The histopathology of normal beef carcasses and those condemned for eosinophilic myositis (EM) were described. Ultrastructural and transmission studies indicated that Sarcocystis cruzi (Apicomplexa: Eimeriina) is involved in granulomatous lesions, and probably that cats do not play a major role in the transmission of Sarcocystis spp. to cattle in parts of the USA. Results of pepsin-HCl digestion assays as well as histology showed that normal carcasses generally contained more infective parasites than animals that were condemned for EM, and seem to have greater potential of transmitting the infection. Pulsed field gel electrophoresis was used to determine the molecular karyotype of S. muris.
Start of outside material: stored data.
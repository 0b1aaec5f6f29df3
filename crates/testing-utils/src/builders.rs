//! Test data builders for container metadata

use chrono::{DateTime, Utc};
use docker_cron_core::{ContainerInfo, Volume};
use std::collections::HashMap;

/// Builder for creating test ContainerInfo values
pub struct ContainerBuilder {
    attributes: HashMap<String, String>,
    mounts: Vec<Volume>,
}

impl ContainerBuilder {
    pub fn new(id: &str, name: &str) -> Self {
        let mut attributes = HashMap::new();
        attributes.insert("id".to_string(), id.to_string());
        attributes.insert("name".to_string(), name.to_string());
        Self {
            attributes,
            mounts: Vec::new(),
        }
    }

    pub fn with_image(self, image: &str) -> Self {
        self.with_attribute("image", image)
    }

    pub fn with_host(self, host: &str) -> Self {
        self.with_attribute("host", host)
    }

    pub fn with_created(self, created: DateTime<Utc>) -> Self {
        self.with_attribute("created", &created.to_rfc3339())
    }

    pub fn with_attribute(mut self, key: &str, value: &str) -> Self {
        self.attributes.insert(key.to_string(), value.to_string());
        self
    }

    pub fn with_label(self, key: &str, value: &str) -> Self {
        self.with_attribute(key, value)
    }

    /// 一个步骤的常用标签：调度、命令以及可选的场景
    pub fn with_job(self, job: &str, schedule: &str, command: &str, scenario: Option<&str>) -> Self {
        let builder = self
            .with_label(&format!("job.{job}.schedule"), schedule)
            .with_label(&format!("job.{job}.command"), command);
        match scenario {
            Some(scenario) => builder.with_label(&format!("job.{job}.scenario"), scenario),
            None => builder,
        }
    }

    pub fn with_mount(mut self, name: &str, source: &str, destination: &str) -> Self {
        self.mounts
            .push(Volume::new(name, source, destination, true));
        self
    }

    pub fn build(self) -> ContainerInfo {
        ContainerInfo::from_attributes(self.attributes)
            .expect("ContainerBuilder always sets an id")
            .with_mounts(self.mounts)
    }
}
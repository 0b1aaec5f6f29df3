use axum::extract::State;

use crate::error::{ApiError, ApiResult};
use crate::routes::AppState;

/// Prometheus 文本格式的指标
pub async fn render_metrics(State(state): State<AppState>) -> ApiResult<String> {
    state
        .metrics
        .as_ref()
        .map(|handle| handle.render())
        .ok_or_else(|| ApiError::NotFound("未安装指标导出器".to_string()))
}
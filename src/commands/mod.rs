//! Command implementations

pub mod simple;
pub mod simulate;
pub mod stats;

pub use simple::run_simple;
pub use simulate::{RoundSummary, SimulationResult, run_simulation};
pub use stats::{StatsRequest, load_summary};
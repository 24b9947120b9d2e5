//! Random-play simulation
//!
//! Plays many independent rounds with a bot that guesses four random unsolved
//! words at a time, checking the pool invariant after every move.

use crate::core::{GROUP_SIZE, GameStatus, Puzzle};
use crate::engine::shuffle::fisher_yates;
use crate::engine::{Engine, MemoryStore, StateStore};
use indicatif::{ProgressBar, ProgressStyle};
use rand::SeedableRng;
use rand::rngs::StdRng;
use rayon::prelude::*;
use rustc_hash::FxHashSet;
use std::time::{Duration, Instant};

/// Upper bound on moves per round; a round always ends well before this
const MAX_MOVES: usize = 64;

/// Outcome of a single simulated round
#[derive(Debug, Clone, Copy, PartialEq, Eq)]
pub struct RoundSummary {
    pub won: bool,
    pub mistakes: u8,
    pub solved: usize,
    pub violations: usize,
}

/// Aggregate over all simulated rounds
#[derive(Debug, Clone)]
pub struct SimulationResult {
    pub rounds: usize,
    pub wins: usize,
    pub losses: usize,
    pub average_mistakes: f64,
    /// Index = number of categories solved in a round
    pub solved_distribution: [usize; GROUP_SIZE + 1],
    pub invariant_violations: usize,
    pub duration: Duration,
    pub rounds_per_second: f64,
}

/// Play `rounds` rounds in parallel, seeding round `i` with `seed + i`
///
/// # Panics
///
/// Panics if the progress bar template is invalid (it is a constant).
#[must_use]
pub fn run_simulation(
    puzzle: &Puzzle,
    rounds: usize,
    seed: u64,
    show_progress: bool,
) -> SimulationResult {
    let pb = if show_progress {
        ProgressBar::new(rounds as u64)
    } else {
        ProgressBar::hidden()
    };
    pb.set_style(
        ProgressStyle::default_bar()
            .template("{spinner:.green} [{bar:40.cyan/blue}] {pos}/{len} ({percent}%)")
            .unwrap()
            .progress_chars("█▓▒░"),
    );

    let start = Instant::now();
    let summaries: Vec<RoundSummary> = (0..rounds as u64)
        .into_par_iter()
        .map(|i| {
            let summary = play_round(puzzle.clone(), seed.wrapping_add(i));
            pb.inc(1);
            summary
        })
        .collect();
    pb.finish_and_clear();
    let duration = start.elapsed();

    let mut solved_distribution = [0; GROUP_SIZE + 1];
    for summary in &summaries {
        solved_distribution[summary.solved.min(GROUP_SIZE)] += 1;
    }
    let wins = summaries.iter().filter(|s| s.won).count();
    let total_mistakes: usize = summaries.iter().map(|s| usize::from(s.mistakes)).sum();

    SimulationResult {
        rounds,
        wins,
        losses: rounds - wins,
        average_mistakes: if rounds == 0 {
            0.0
        } else {
            total_mistakes as f64 / rounds as f64
        },
        solved_distribution,
        invariant_violations: summaries.iter().map(|s| s.violations).sum(),
        duration,
        rounds_per_second: if duration.as_secs_f64() > 0.0 {
            rounds as f64 / duration.as_secs_f64()
        } else {
            0.0
        },
    }
}

/// Play one round to completion with a random guesser
#[must_use]
pub fn play_round(puzzle: Puzzle, seed: u64) -> RoundSummary {
    let mut engine = Engine::with_rng(puzzle, MemoryStore::new(), StdRng::seed_from_u64(seed));
    engine.load();
    let mut bot = StdRng::seed_from_u64(seed.rotate_left(32) ^ 0x5DEE_CE66_D1CE_4E5B);
    let mut violations = 0;
    let mut tried: FxHashSet<Vec<String>> = FxHashSet::default();

    for _ in 0..MAX_MOVES {
        if engine.status().is_terminal() {
            break;
        }

        let mut candidates = engine.active_words().to_vec();
        fisher_yates(&mut candidates, &mut bot);
        let mut guess: Vec<String> = candidates.into_iter().take(GROUP_SIZE).collect();
        guess.sort();
        if !tried.insert(guess.clone()) && engine.active_words().len() > GROUP_SIZE {
            engine.shuffle();
            continue;
        }

        engine.deselect_all();
        for word in &guess {
            engine.toggle(word);
        }
        engine.submit();

        if !pool_is_intact(&engine) {
            violations += 1;
        }
    }

    RoundSummary {
        won: engine.status() == GameStatus::Won,
        mistakes: engine.mistakes(),
        solved: engine.solved().len(),
        violations,
    }
}

/// Solved words form the pool prefix and the pool holds each word exactly once
fn pool_is_intact<S: StateStore>(engine: &Engine<S>) -> bool {
    let all = engine.puzzle().all_words();
    let pool: FxHashSet<&String> = engine.pool().iter().collect();
    if pool.len() != all.len() || engine.pool().len() != all.len() {
        return false;
    }
    if !all.iter().all(|w| pool.contains(w)) {
        return false;
    }

    let prefix = &engine.pool()[..engine.solved().len() * GROUP_SIZE];
    engine
        .solved_categories()
        .flat_map(|c| c.words.iter())
        .zip(prefix)
        .all(|(a, b)| a == b)
}
//! Progressive reveal of the winning message
//!
//! Purely a function of elapsed time, so dropping the value is all it takes
//! to cancel it.

use std::time::{Duration, Instant};

/// Delay between revealed characters
pub const CHAR_INTERVAL: Duration = Duration::from_millis(50);

/// When the hidden part starts to fade
pub const FADE_AFTER: Duration = Duration::from_millis(3000);

/// One rendered state of the typewriter
#[derive(Debug, Clone, PartialEq, Eq)]
pub struct Frame {
    pub before: String,
    /// The part that fades; empty until fully typed
    pub hidden: String,
    pub after: String,
    pub faded: bool,
}

#[derive(Debug, Clone)]
pub struct Typewriter {
    message: Vec<char>,
    hide: Option<String>,
    started: Instant,
}

impl Typewriter {
    pub fn new(message: &str, hide: Option<&str>) -> Self {
        Self {
            message: message.chars().collect(),
            hide: hide.map(str::to_string),
            started: Instant::now(),
        }
    }

    #[must_use]
    pub fn elapsed(&self) -> Duration {
        self.started.elapsed()
    }

    /// Number of characters visible after `elapsed`
    #[must_use]
    pub fn revealed(&self, elapsed: Duration) -> usize {
        let ticks = elapsed.as_millis() / CHAR_INTERVAL.as_millis();
        usize::try_from(ticks).map_or(self.message.len(), |t| t.min(self.message.len()))
    }

    #[must_use]
    pub fn is_done(&self, elapsed: Duration) -> bool {
        self.revealed(elapsed) == self.message.len()
    }

    /// Split the visible text around the hidden part
    #[must_use]
    pub fn frame(&self, elapsed: Duration) -> Frame {
        let displayed: String = self.message[..self.revealed(elapsed)].iter().collect();
        let faded = self.hide.is_some() && elapsed >= FADE_AFTER;

        if let Some(hide) = self.hide.as_deref()
            && let Some(index) = displayed.find(hide)
        {
            return Frame {
                before: displayed[..index].to_string(),
                hidden: hide.to_string(),
                after: displayed[index + hide.len()..].to_string(),
                faded,
            };
        }

        Frame {
            before: displayed,
            hidden: String::new(),
            after: String::new(),
            faded,
        }
    }
}
//! TUI rendering with ratatui
//!
//! Board, solved category bars, and the end-of-round screens.

use super::app::{App, GRID_COLUMNS};
use crate::core::{Category, GameStatus};
use crate::engine::{MAX_MISTAKES, StateStore};
use ratatui::{
    Frame,
    layout::{Alignment, Constraint, Direction, Layout, Rect},
    style::{Color, Modifier, Style},
    text::{Line, Span},
    widgets::{Block, BorderType, Borders, Paragraph, Wrap},
};

/// Main UI rendering function
pub fn ui<S: StateStore>(f: &mut Frame, app: &App<S>) {
    match app.engine.status() {
        GameStatus::Loading => render_loading(f),
        GameStatus::Lost => render_lost(f),
        GameStatus::Playing | GameStatus::Won => render_board(f, app),
    }
}

fn render_loading(f: &mut Frame) {
    let loading = Paragraph::new("Loading...")
        .alignment(Alignment::Center)
        .style(Style::default().add_modifier(Modifier::BOLD));
    f.render_widget(loading, centered(f.area(), 3));
}

fn render_lost(f: &mut Frame) {
    let content = vec![
        Line::from("😔"),
        Line::from(""),
        Line::from(Span::styled(
            "Thank you for playing, friend.",
            Style::default().add_modifier(Modifier::BOLD),
        )),
        Line::from("We're all done."),
        Line::from(Span::styled(
            "Better luck next time.",
            Style::default().fg(Color::DarkGray),
        )),
    ];

    let paragraph = Paragraph::new(content)
        .alignment(Alignment::Center)
        .block(
            Block::default()
                .borders(Borders::ALL)
                .border_type(BorderType::Rounded),
        );
    f.render_widget(paragraph, centered(f.area(), 7));
}

fn render_board<S: StateStore>(f: &mut Frame, app: &App<S>) {
    let solved_rows = app.engine.solved().len() as u16 * 4;
    let chunks = Layout::default()
        .direction(Direction::Vertical)
        .constraints([
            Constraint::Length(3),           // Header
            Constraint::Length(1),           // Mistakes + message
            Constraint::Length(solved_rows), // Solved categories
            Constraint::Min(4),              // Grid or celebration
            Constraint::Length(1),           // Help
        ])
        .split(f.area());

    render_header(f, chunks[0]);
    render_status_line(f, app, chunks[1]);
    render_solved(f, app, chunks[2]);

    if app.engine.status() == GameStatus::Won {
        render_celebration(f, app, chunks[3]);
    } else {
        render_grid(f, app, chunks[3]);
    }

    render_help(f, app, chunks[4]);
}

fn render_header(f: &mut Frame, area: Rect) {
    let header = Paragraph::new(vec![
        Line::from(Span::styled(
            "Connections",
            Style::default().add_modifier(Modifier::BOLD),
        )),
        Line::from(Span::styled(
            "Create four groups of four!",
            Style::default().fg(Color::DarkGray),
        )),
    ])
    .alignment(Alignment::Center)
    .block(Block::default().borders(Borders::BOTTOM));
    f.render_widget(header, area);
}

fn render_status_line<S: StateStore>(f: &mut Frame, app: &App<S>, area: Rect) {
    if app.engine.status() != GameStatus::Playing {
        return;
    }

    let chunks = Layout::default()
        .direction(Direction::Horizontal)
        .constraints([Constraint::Percentage(50), Constraint::Percentage(50)])
        .split(area);

    let remaining = app.engine.mistakes_remaining();
    let dots = "●".repeat(remaining as usize) + &"○".repeat((MAX_MISTAKES - remaining) as usize);
    let mistakes_style = if app.is_shaking() {
        Style::default().fg(Color::Red).add_modifier(Modifier::BOLD)
    } else {
        Style::default()
    };
    f.render_widget(
        Paragraph::new(format!("Mistakes remaining: {dots}")).style(mistakes_style),
        chunks[0],
    );

    if let Some(message) = app.engine.message() {
        f.render_widget(
            Paragraph::new(message.to_string())
                .alignment(Alignment::Right)
                .style(Style::default().add_modifier(Modifier::BOLD)),
            chunks[1],
        );
    }
}

fn render_solved<S: StateStore>(f: &mut Frame, app: &App<S>, area: Rect) {
    let categories: Vec<&Category> = app.engine.solved_categories().collect();
    if categories.is_empty() {
        return;
    }

    let rows = Layout::default()
        .direction(Direction::Vertical)
        .constraints(vec![Constraint::Length(4); categories.len()])
        .split(area);

    for (category, row) in categories.into_iter().zip(rows.iter()) {
        let color = category_color(&category.color);
        let bar = Paragraph::new(vec![
            Line::from(Span::styled(
                category.name.clone(),
                Style::default().add_modifier(Modifier::BOLD),
            )),
            Line::from(category.words.join(", ")),
        ])
        .alignment(Alignment::Center)
        .style(Style::default().fg(Color::Black).bg(color))
        .block(Block::default().borders(Borders::ALL).border_type(BorderType::Rounded));
        f.render_widget(bar, *row);
    }
}

fn render_grid<S: StateStore>(f: &mut Frame, app: &App<S>, area: Rect) {
    let words = app.engine.active_words();
    if words.is_empty() {
        return;
    }

    // Nudge the whole grid sideways while shaking
    let area = if app.is_shaking() && area.width > 2 {
        Rect {
            x: area.x + 1,
            width: area.width - 2,
            ..area
        }
    } else {
        area
    };

    let row_count = words.len().div_ceil(GRID_COLUMNS);
    let rows = Layout::default()
        .direction(Direction::Vertical)
        .constraints(vec![Constraint::Length(3); row_count])
        .split(area);

    for (r, row_area) in rows.iter().enumerate() {
        let cells = Layout::default()
            .direction(Direction::Horizontal)
            .constraints(vec![Constraint::Ratio(1, GRID_COLUMNS as u32); GRID_COLUMNS])
            .split(*row_area);

        for (c, cell) in cells.iter().enumerate() {
            let index = r * GRID_COLUMNS + c;
            let Some(word) = words.get(index) else {
                break;
            };

            let selected = app.engine.is_selected(word);
            let style = if selected {
                Style::default()
                    .fg(Color::White)
                    .bg(Color::Black)
                    .add_modifier(Modifier::BOLD)
            } else {
                Style::default().add_modifier(Modifier::BOLD)
            };
            let border = if index == app.cursor {
                BorderType::Double
            } else {
                BorderType::Rounded
            };

            let tile = Paragraph::new(word.as_str())
                .alignment(Alignment::Center)
                .style(style)
                .block(Block::default().borders(Borders::ALL).border_type(border));
            f.render_widget(tile, *cell);
        }
    }
}

fn render_celebration<S: StateStore>(f: &mut Frame, app: &App<S>, area: Rect) {
    let Some(typewriter) = &app.typewriter else {
        return;
    };

    let frame = typewriter.frame(typewriter.elapsed());
    let style = Style::default()
        .fg(Color::Magenta)
        .add_modifier(Modifier::BOLD);
    let hidden_style = if frame.faded {
        style.add_modifier(Modifier::HIDDEN)
    } else {
        style
    };

    let line = Line::from(vec![
        Span::styled(frame.before, style),
        Span::styled(frame.hidden, hidden_style),
        Span::styled(frame.after, style),
    ]);

    let paragraph = Paragraph::new(vec![Line::from(""), line])
        .alignment(Alignment::Center)
        .wrap(Wrap { trim: false });
    f.render_widget(paragraph, area);
}

fn render_help<S: StateStore>(f: &mut Frame, app: &App<S>, area: Rect) {
    let help_text = if app.engine.status() == GameStatus::Playing {
        "←↑↓→: Move | Space: Select | Enter: Submit | s: Shuffle | d: Deselect | q: Quit"
    } else {
        "Made with love for the ACTUAL LOML 💜 | q: Quit"
    };

    let help = Paragraph::new(help_text)
        .alignment(Alignment::Center)
        .style(Style::default().fg(Color::DarkGray));
    f.render_widget(help, area);
}

/// Map a category colour tag to a terminal colour
#[must_use]
pub fn category_color(tag: &str) -> Color {
    match tag.to_lowercase().as_str() {
        "purple" => Color::Magenta,
        "yellow" => Color::Yellow,
        "blue" => Color::Blue,
        "green" => Color::Green,
        "red" => Color::Red,
        "cyan" => Color::Cyan,
        _ => Color::Gray,
    }
}

fn centered(area: Rect, height: u16) -> Rect {
    let height = height.min(area.height);
    Rect {
        x: area.x,
        y: area.y + (area.height - height) / 2,
        width: area.width,
        height,
    }
}
//! Formatting utilities for terminal output

use colored::{Color, ColoredString, Colorize};

/// Filled and empty dots for the remaining mistakes
#[must_use]
pub fn mistake_dots(remaining: u8, max: u8) -> String {
    format!(
        "{}{}",
        "●".repeat(remaining as usize),
        "○".repeat(max.saturating_sub(remaining) as usize)
    )
}

/// Create a progress bar string
#[must_use]
pub fn create_progress_bar(value: f64, max: f64, width: usize) -> String {
    // Cast is safe: values are clamped to [0, width]
    let filled = if max > 0.0 {
        ((value / max) * width as f64) as usize
    } else {
        0
    };
    let filled = filled.min(width);

    format!("{}{}", "█".repeat(filled), "░".repeat(width - filled))
}

/// Terminal colour for a category colour tag
#[must_use]
pub fn tag_color(tag: &str) -> Color {
    match tag.to_lowercase().as_str() {
        "purple" => Color::Magenta,
        "yellow" => Color::Yellow,
        "blue" => Color::Blue,
        "green" => Color::Green,
        "red" => Color::Red,
        "cyan" => Color::Cyan,
        _ => Color::White,
    }
}

/// Text on a background in the category's colour
#[must_use]
pub fn category_badge(text: &str, tag: &str) -> ColoredString {
    format!(" {text} ").black().bold().on_color(tag_color(tag))
}
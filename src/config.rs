//! Runtime settings
//!
//! Where state and statistics live, plus the secrets and identifiers read
//! from the environment.

use crate::error::ConfigError;
use std::path::{Path, PathBuf};

/// Environment variable holding the stats report secret
pub const ADMIN_SECRET_ENV: &str = "CONNECTIONS_ADMIN_SECRET";

/// Environment variable overriding the client identifier
pub const CLIENT_ID_ENV: &str = "CONNECTIONS_CLIENT_ID";

const STATS_FILE: &str = "games.jsonl";
const LOG_FILE: &str = "connections.log";

#[derive(Debug, Clone, PartialEq, Eq)]
pub struct Settings {
    pub state_dir: PathBuf,
    pub admin_secret: Option<String>,
    /// Raw identifier of this client; anonymized before it is stored
    pub client_id: Option<String>,
}

impl Settings {
    /// Resolve settings, preferring an explicit state directory
    ///
    /// # Errors
    /// Returns `ConfigError::NoDataDir` if no directory was given and the
    /// platform has no data directory.
    pub fn resolve(state_dir: Option<PathBuf>) -> Result<Self, ConfigError> {
        let state_dir = match state_dir {
            Some(dir) => dir,
            None => default_state_dir()?,
        };

        Ok(Self {
            state_dir,
            admin_secret: non_empty_env(ADMIN_SECRET_ENV),
            client_id: non_empty_env(CLIENT_ID_ENV)
                .or_else(|| non_empty_env("USER"))
                .or_else(|| non_empty_env("USERNAME")),
        })
    }

    #[must_use]
    pub fn stats_path(&self) -> PathBuf {
        self.state_dir.join(STATS_FILE)
    }

    #[must_use]
    pub fn log_path(&self) -> PathBuf {
        self.state_dir.join(LOG_FILE)
    }

    #[must_use]
    pub fn state_dir(&self) -> &Path {
        &self.state_dir
    }
}

/// `<data dir>/connections` following XDG base directories
///
/// # Errors
/// Returns an error if the platform has no data directory.
pub fn default_state_dir() -> Result<PathBuf, ConfigError> {
    let data_dir = dirs::data_dir().ok_or(ConfigError::NoDataDir)?;
    Ok(data_dir.join("connections"))
}

fn non_empty_env(name: &str) -> Option<String> {
    std::env::var(name).ok().filter(|v| !v.trim().is_empty())
}

#[cfg(test)]
mod tests {
    use super::*;

    #[test]
    fn explicit_state_dir_wins() {
        let settings = Settings::resolve(Some(PathBuf::from("/tmp/puzzle"))).unwrap();
        assert_eq!(settings.state_dir(), Path::new("/tmp/puzzle"));
        assert_eq!(settings.stats_path(), PathBuf::from("/tmp/puzzle/games.jsonl"));
        assert_eq!(settings.log_path(), PathBuf::from("/tmp/puzzle/connections.log"));
    }

    #[test]
    fn default_dir_ends_with_crate_name() {
        if let Ok(dir) = default_state_dir() {
            assert!(dir.ends_with("connections"));
        }
    }
}
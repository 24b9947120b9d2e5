//! Puzzle definitions
//!
//! The embedded default puzzle and loading of custom ones.

mod embedded;
pub mod loader;

pub use embedded::default_puzzle;
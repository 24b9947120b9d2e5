//! Puzzle loading utilities
//!
//! Custom puzzles are TOML files with four `[[categories]]` tables.

use crate::core::{Category, Puzzle};
use crate::error::{ConfigError, PuzzleError};
use serde::Deserialize;
use std::fs;
use std::path::Path;

#[derive(Debug, Deserialize)]
struct PuzzleFile {
    categories: Vec<Category>,
}

/// Parse a puzzle from TOML text
///
/// # Errors
///
/// Returns `PuzzleError::Parse` for malformed TOML, or the validation error
/// from [`Puzzle::new`].
///
/// # Examples
/// ```
/// use connections::puzzles::loader::parse_puzzle;
///
/// let text = r#"
/// [[categories]]
/// name = "FISH"
/// words = ["bass", "pike", "carp", "sole"]
/// color = "blue"
/// difficulty = "easy"
///
/// [[categories]]
/// name = "TREES"
/// words = ["ash", "elm", "oak", "yew"]
/// color = "green"
/// difficulty = "medium"
///
/// [[categories]]
/// name = "NOTES"
/// words = ["do", "re", "mi", "fa"]
/// color = "yellow"
/// difficulty = "hard"
///
/// [[categories]]
/// name = "GREEK"
/// words = ["pi", "nu", "xi", "mu"]
/// color = "purple"
/// difficulty = "hardest"
/// "#;
/// let puzzle = parse_puzzle(text).unwrap();
/// assert_eq!(puzzle.categories().len(), 4);
/// ```
pub fn parse_puzzle(text: &str) -> Result<Puzzle, PuzzleError> {
    let file: PuzzleFile = toml::from_str(text)?;
    Puzzle::new(file.categories)
}

/// Load a puzzle from a TOML file
///
/// # Errors
///
/// Returns an error if the file cannot be read or does not describe a valid puzzle.
pub fn load_from_file<P: AsRef<Path>>(path: P) -> Result<Puzzle, ConfigError> {
    let content = fs::read_to_string(path)?;
    Ok(parse_puzzle(&content)?)
}
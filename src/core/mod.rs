//! Core domain types for the puzzle
//!
//! Categories, the validated puzzle, and the round status vocabulary.
//! Everything here is pure data with no I/O.

mod category;
mod status;

pub use category::{CATEGORY_COUNT, Category, Difficulty, GROUP_SIZE, Puzzle, normalize};
pub use status::{Feedback, GameStatus, SubmitOutcome, WON_MESSAGE};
Nine distinct bands of chromosome-sized DNA molecules between 0.2 and approximately 8 megabase pairs (Mb) were separated, and most chromosomes were between 3 and 8 Mb. Three of the bands were probably doublets because of their increased widths and intense staining. It is interpreted that there are at least 12 chromosomes in S. muris and probably there is no polymorphism between developmental stages of the parasite. However, there were size differences between the chromosomes of S. muris and S. cruzi. The small subunit-rRNA (ss-rRNA) gene of S. muris bradyzoites was isolated, cloned and sequenced. The inferred nucleotide sequence of the ss-rRNA was compared pairwise with those of 23 other organisms, in order to determine phylogenetic relationships. The phylum Apicomplexa appears to have a close affinity to the ciliates, and S. muris is much more closely related to the dinoflagellates than to Plasmodium spp. Apparently, modern dinoflagellates and coccidia share the same ancestral stock. Two regions of the primary structures of the ss-rRNA of S. muris were used to design hybridization probes for the detection and identification of the parasite. Total cellular RNA of purified coccidia or parasite-infected tissues were assayed. One probe detected only S. muris and another successfully hybridized to several species of coccidia, including S. muris, Toxoplasma gondii and Eimeria nieschulzi. Both probes displayed exquisite sensitivity that was capable of detecting single organisms, and can assay low levels of infections not detectable by other methods.